Da questo intreccio, a mio avviso, emerge un aspetto fondamentale del nostro santo: la sua paternità.

È significativo che, nonostante sia canonizzato ormai da diversi anni, continuiamo a chiamarlo semplicemente “Padre” Pio, perché per tutti coloro che lo hanno incontrato egli è stato semplicemente un padre; in lui hanno visto qualcuno che si è preso cura di loro, sia materialmente sia spiritualmente, sempre accompagnando e incoraggiando. Allora comprendiamo perché in una “società senza padri”, come è tristemente la nostra, una tale figura possa attrarre le donne e gli uomini del XXI secolo. Anche perché in lui non c’è traccia di un padre-padrone, di cui non si sente peraltro nostalgia, ma troviamo un “grande” che non ha smesso di essere “piccolo”, un padre che non ha smesso di essere figlio obbediente, come ricordato da papa Francesco: figlio della Chiesa, figlio di san Francesco d’Assisi, figlio della sua gente e della sua terra.
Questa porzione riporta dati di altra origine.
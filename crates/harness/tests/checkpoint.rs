use freebase_engine::{EngineError, IngestOptions};
use freebase_harness::{DumpBuilder, TestLoader};
use freebase_storage::Store;

type TestResult = Result<(), Box<dyn std::error::Error>>;

fn identity() -> DumpBuilder {
    DumpBuilder::new()
        .iri("m.02mjmr", "type.object.id", "en.barack_obama")
        .iri("m.025s5v9", "type.object.id", "en.michelle_obama")
}

fn dump() -> DumpBuilder {
    DumpBuilder::new()
        .text("m.02mjmr", "type.object.name", "Barack Obama", "en")
        .iri("m.02mjmr", "type.object.type", "people.person")
        .raw("broken line")
        .text("m.025s5v9", "type.object.name", "Michelle Obama", "en")
        .iri("m.025s5v9", "type.object.type", "people.person")
        .iri("m.025s5v9", "common.topic.notable_types", "people.person")
        .literal("m.025s5v9", "type.object.key", "/wikipedia/en/Michelle_Obama")
        .text("m.0gx2k1", "common.topic.alias", "Sasha", "en")
        .iri("m.0gx2k1", "type.object.type", "people.person")
}

#[test]
fn interrupted_run_matches_uninterrupted_run() -> TestResult {
    let reference = TestLoader::new()?;
    reference.load(&identity(), &dump(), IngestOptions::default())?;

    for stop_at in [1, 2, 5, 8] {
        let loader = TestLoader::new()?;
        let first = loader.load(
            &identity(),
            &dump(),
            IngestOptions {
                limit: Some(stop_at),
                ..IngestOptions::default()
            },
        )?;
        assert_eq!(first.checkpoint, Some(stop_at));
        assert_eq!(std::fs::read_to_string(loader.checkpoint_path())?, stop_at.to_string());

        let second = loader.load(&identity(), &dump(), IngestOptions::default())?;
        assert_eq!(second.resumed_from, stop_at);
        assert_eq!(second.checkpoint, Some(dump().len() as u64));
        assert_eq!(loader.snapshot()?, reference.snapshot()?, "stopped at {stop_at}");
    }
    Ok(())
}

#[test]
fn periodic_checkpoints_bound_replay() -> TestResult {
    let loader = TestLoader::new()?;
    let stats = loader.load(
        &identity(),
        &dump(),
        IngestOptions {
            checkpoint_every: 2,
            limit: Some(7),
            ..IngestOptions::default()
        },
    )?;
    assert_eq!(stats.main.lines, 7);
    assert_eq!(stats.checkpoint, Some(7));

    // Replaying from an older checkpoint only repeats idempotent writes.
    std::fs::write(loader.checkpoint_path(), "4")?;
    let before = loader.snapshot()?;
    let replay = loader.load(
        &identity(),
        &dump(),
        IngestOptions {
            limit: Some(3),
            ..IngestOptions::default()
        },
    )?;
    assert_eq!(replay.main.inserted, 0);
    assert_eq!(loader.snapshot()?, before);
    Ok(())
}

#[test]
fn finished_dump_resumes_to_nothing() -> TestResult {
    let loader = TestLoader::new()?;
    loader.load(&identity(), &dump(), IngestOptions::default())?;
    let again = loader.load(&identity(), &dump(), IngestOptions::default())?;
    assert_eq!(again.main.triples, 0);
    assert_eq!(again.resumed_from, dump().len() as u64);
    Ok(())
}

#[test]
fn malformed_checkpoint_is_fatal() -> TestResult {
    let loader = TestLoader::new()?;
    std::fs::write(loader.checkpoint_path(), "three million")?;
    let err = loader
        .load(&identity(), &dump(), IngestOptions::default())
        .unwrap_err();
    assert!(matches!(
        err.downcast_ref::<EngineError>(),
        Some(EngineError::Checkpoint(_))
    ));
    assert_eq!(loader.store().counts()?.topics, 0);
    Ok(())
}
In sintesi: ciò che lo ha reso punto sicuro di riferimento paterno è stato il suo essere profondamente figlio, figlio nel Figlio Gesù, fino a portare sul suo corpo i segni della passione gloriosa. Qui sta anche la radice di un altro aspetto potente della sua personalità: la capacità affettiva per i suoi figli e le sue figlie spirituali, documentato molto bene nel suo epistolario. Un affetto tenero e forte, tanto profondo quanto libero e casto, un affetto che non chiude, ma spalanca e lancia nella vita, nella certezza di essere amati sempre. Di che cosa ha bisogno, infatti, la persona oggi se non di scoprirsi voluta? Ecco il “segreto” di padre Pio: essere con la vita testimone della tenerezza del Padre.